イングリットはこの時からすでに、人に気遣いをすることができた。
王族ともあれば、いつまでも子どもらしくはいられないものだ。
「はぁ……。……笑顔の練習しよ」
しかし、あまりにも大人ではいけない。鼻についてしまう。
だから彼女は、子どもらしい笑顔だけはできるように努力していた。
イングリットは手鏡を取り出すと、口の端を引き絞って笑顔を作る。
にこっにこっと顔の筋肉をほぐすように、口の端に力を入れた。
――いけない、目元も作らないと。
笑顔は口元だけだとウソと分かりやすい。
目尻にしわを作るように、目の周りの筋肉に力を入れる。
――うん。今日もビックリするほど笑顔!
「――えーと。お嬢さん、どうしてそんな笑顔何だい?」
「ひゃっ!?」
正面から声を掛けられ、見上げると、そこには皴一つない顔に白髪交じりの髪をした、精悍な男が立っていた。

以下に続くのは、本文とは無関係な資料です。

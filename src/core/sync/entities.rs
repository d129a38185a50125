// src/core/sync/entities.rs

//! `SyncableEntity` impls for the six replicated catalog types. The
//! duplication here is deliberate — the design notes (spec.md §9) call for
//! the per-entity `canonical_fields` to stay explicit at the call site
//! rather than hidden behind reflection, since a silent field-set change
//! changes checksums and causes sync storms.

use super::{SyncableEntity, canonical_checksum};
use crate::core::errors::ClusterResult;
use crate::core::model::{AccessKey, BucketPermission, EntityType, GroupMapping, IdpProvider, Tenant, User};
use crate::core::store::Store;
use async_trait::async_trait;
use chrono::{DateTime, Utc};
use uuid::Uuid;

#[async_trait]
impl SyncableEntity for Tenant {
    const ENTITY_TYPE: EntityType = EntityType::Tenant;

    fn id_string(&self) -> String {
        self.id.to_string()
    }

    fn checksum(&self) -> String {
        canonical_checksum(&[
            &self.name,
            &self.display_name,
            &self.status,
            &self.quota_bytes.map(|v| v.to_string()).unwrap_or_default(),
            &self.quota_objects.map(|v| v.to_string()).unwrap_or_default(),
            &self.metadata_json,
            &self.updated_at.to_rfc3339(),
        ])
    }

    fn lww_timestamp(&self) -> DateTime<Utc> {
        self.updated_at
    }

    async fn list_local(store: &Store) -> ClusterResult<Vec<Self>> {
        store.list_active_tenants().await
    }

    async fn get_local(store: &Store, id: &str) -> ClusterResult<Option<Self>> {
        match Uuid::parse_str(id) {
            Ok(id) => store.get_tenant(id).await,
            Err(_) => Ok(None),
        }
    }

    async fn upsert(store: &Store, entity: &Self) -> ClusterResult<()> {
        store.upsert_tenant(entity).await
    }
}

#[async_trait]
impl SyncableEntity for User {
    const ENTITY_TYPE: EntityType = EntityType::User;

    fn id_string(&self) -> String {
        self.id.to_string()
    }

    fn checksum(&self) -> String {
        canonical_checksum(&[
            &self.username,
            &self.password_hash,
            &self.status,
            &self.tenant_id.map(|v| v.to_string()).unwrap_or_default(),
            &self.roles_json,
            &self.policies_json,
            self.auth_provider.as_deref().unwrap_or(""),
            self.auth_provider_subject.as_deref().unwrap_or(""),
            &self.updated_at.to_rfc3339(),
        ])
    }

    fn lww_timestamp(&self) -> DateTime<Utc> {
        self.updated_at
    }

    async fn list_local(store: &Store) -> ClusterResult<Vec<Self>> {
        store.list_active_users().await
    }

    async fn get_local(store: &Store, id: &str) -> ClusterResult<Option<Self>> {
        match Uuid::parse_str(id) {
            Ok(id) => store.get_user(id).await,
            Err(_) => Ok(None),
        }
    }

    async fn upsert(store: &Store, entity: &Self) -> ClusterResult<()> {
        store.upsert_user(entity).await
    }
}

#[async_trait]
impl SyncableEntity for AccessKey {
    const ENTITY_TYPE: EntityType = EntityType::AccessKey;

    fn id_string(&self) -> String {
        self.access_key_id.clone()
    }

    fn checksum(&self) -> String {
        canonical_checksum(&[
            &self.secret,
            &self.user_id.to_string(),
            &self.status,
            &self.created_at.to_rfc3339(),
        ])
    }

    /// No native `updated_at`; `created_at` is the LWW clock (spec.md §3,
    /// §9 Open Questions — status flips after creation do not advance it).
    fn lww_timestamp(&self) -> DateTime<Utc> {
        self.created_at
    }

    async fn list_local(store: &Store) -> ClusterResult<Vec<Self>> {
        store.list_active_access_keys().await
    }

    async fn get_local(store: &Store, id: &str) -> ClusterResult<Option<Self>> {
        store.get_access_key(id).await
    }

    async fn upsert(store: &Store, entity: &Self) -> ClusterResult<()> {
        store.upsert_access_key(entity).await
    }
}

#[async_trait]
impl SyncableEntity for BucketPermission {
    const ENTITY_TYPE: EntityType = EntityType::BucketPermission;

    fn id_string(&self) -> String {
        self.id.to_string()
    }

    fn checksum(&self) -> String {
        canonical_checksum(&[
            &self.bucket,
            &self.user_id.map(|v| v.to_string()).unwrap_or_default(),
            &self.tenant_id.map(|v| v.to_string()).unwrap_or_default(),
            &self.permission,
            &self.grantor,
            &self.granted_at.to_rfc3339(),
            &self.expires_at.map(|v| v.to_rfc3339()).unwrap_or_default(),
        ])
    }

    /// No native `updated_at`; `granted_at` is the LWW clock (spec.md §3).
    fn lww_timestamp(&self) -> DateTime<Utc> {
        self.granted_at
    }

    async fn list_local(store: &Store) -> ClusterResult<Vec<Self>> {
        store.list_active_bucket_permissions().await
    }

    async fn get_local(store: &Store, id: &str) -> ClusterResult<Option<Self>> {
        match Uuid::parse_str(id) {
            Ok(id) => store.get_bucket_permission(id).await,
            Err(_) => Ok(None),
        }
    }

    async fn upsert(store: &Store, entity: &Self) -> ClusterResult<()> {
        store.upsert_bucket_permission(entity).await
    }
}

#[async_trait]
impl SyncableEntity for IdpProvider {
    const ENTITY_TYPE: EntityType = EntityType::IdpProvider;

    fn id_string(&self) -> String {
        self.id.to_string()
    }

    fn checksum(&self) -> String {
        canonical_checksum(&[
            &self.name,
            &self.provider_type,
            &self.tenant_id.map(|v| v.to_string()).unwrap_or_default(),
            &self.status,
            &self.config_json,
            &self.updated_at.to_rfc3339(),
        ])
    }

    fn lww_timestamp(&self) -> DateTime<Utc> {
        self.updated_at
    }

    async fn list_local(store: &Store) -> ClusterResult<Vec<Self>> {
        store.list_active_idp_providers().await
    }

    async fn get_local(store: &Store, id: &str) -> ClusterResult<Option<Self>> {
        match Uuid::parse_str(id) {
            Ok(id) => store.get_idp_provider(id).await,
            Err(_) => Ok(None),
        }
    }

    async fn upsert(store: &Store, entity: &Self) -> ClusterResult<()> {
        store.upsert_idp_provider(entity).await
    }
}

#[async_trait]
impl SyncableEntity for GroupMapping {
    const ENTITY_TYPE: EntityType = EntityType::GroupMapping;

    fn id_string(&self) -> String {
        self.id.to_string()
    }

    fn checksum(&self) -> String {
        canonical_checksum(&[
            &self.provider_id.to_string(),
            &self.external_group,
            &self.role,
            &self.tenant_id.map(|v| v.to_string()).unwrap_or_default(),
            &self.auto_sync.to_string(),
            &self.updated_at.to_rfc3339(),
        ])
    }

    fn lww_timestamp(&self) -> DateTime<Utc> {
        self.updated_at
    }

    async fn list_local(store: &Store) -> ClusterResult<Vec<Self>> {
        store.list_active_group_mappings().await
    }

    async fn get_local(store: &Store, id: &str) -> ClusterResult<Option<Self>> {
        match Uuid::parse_str(id) {
            Ok(id) => store.get_group_mapping(id).await,
            Err(_) => Ok(None),
        }
    }

    async fn upsert(store: &Store, entity: &Self) -> ClusterResult<()> {
        store.upsert_group_mapping(entity).await
    }
}

#[cfg(test)]
mod tests {
    use super::*;
    use crate::core::sync::receive_push;
    use chrono::Duration;

    #[tokio::test]
    async fn lww_drops_push_older_than_local() {
        let store = Store::connect_in_memory().await.unwrap();
        let id = Uuid::new_v4();
        let now = Utc::now();
        let local = Tenant {
            id,
            name: "acme".into(),
            display_name: "Acme".into(),
            status: "active".into(),
            quota_bytes: None,
            quota_objects: None,
            metadata_json: "{}".into(),
            created_at: now - Duration::days(1),
            updated_at: now,
        };
        store.upsert_tenant(&local).await.unwrap();

        let mut stale = local.clone();
        stale.display_name = "Stale Name".into();
        stale.updated_at = now - Duration::seconds(50);

        let applied = receive_push(&store, stale).await.unwrap();
        assert!(!applied);

        let reloaded = store.get_tenant(id).await.unwrap().unwrap();
        assert_eq!(reloaded.display_name, "Acme");
    }

    #[tokio::test]
    async fn lww_applies_push_newer_than_local() {
        let store = Store::connect_in_memory().await.unwrap();
        let id = Uuid::new_v4();
        let now = Utc::now();
        let local = Tenant {
            id,
            name: "acme".into(),
            display_name: "Acme".into(),
            status: "active".into(),
            quota_bytes: None,
            quota_objects: None,
            metadata_json: "{}".into(),
            created_at: now - Duration::days(1),
            updated_at: now,
        };
        store.upsert_tenant(&local).await.unwrap();

        let mut fresh = local.clone();
        fresh.display_name = "Acme Renamed".into();
        fresh.updated_at = now + Duration::seconds(10);

        let applied = receive_push(&store, fresh).await.unwrap();
        assert!(applied);

        let reloaded = store.get_tenant(id).await.unwrap().unwrap();
        assert_eq!(reloaded.display_name, "Acme Renamed");
    }
}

イングリットは鏡の中の自分の顔に夢中で、男が部屋に入ってきたことにまったく気付かなかった。
「……どちらさまですか?ここは一般の方は入ってはいけない場所ですよ」
歓迎式に向けて、王城の中庭から城館の一部はルクスの市民も呼び込んでいる。
英雄を一目見ようと、中庭にはすでに人々がごった返していた。
――それでも不審者にここまで侵入されるなんて、衛兵は何してるの。
「……あー、大丈夫、衛兵には許可を得てるよ。――僕は人込みが苦手でね。ついでに言うなら大勢の人の前に立つのも苦手だ。だから逃げてきたんだ」
「はぁ……?」
――……もしかして。この人が?
イングリットが考えつく前に、どたどたと廊下から走る音が聞こえて、それはそのまま二人のいる部屋に扉を開けて入ってきた。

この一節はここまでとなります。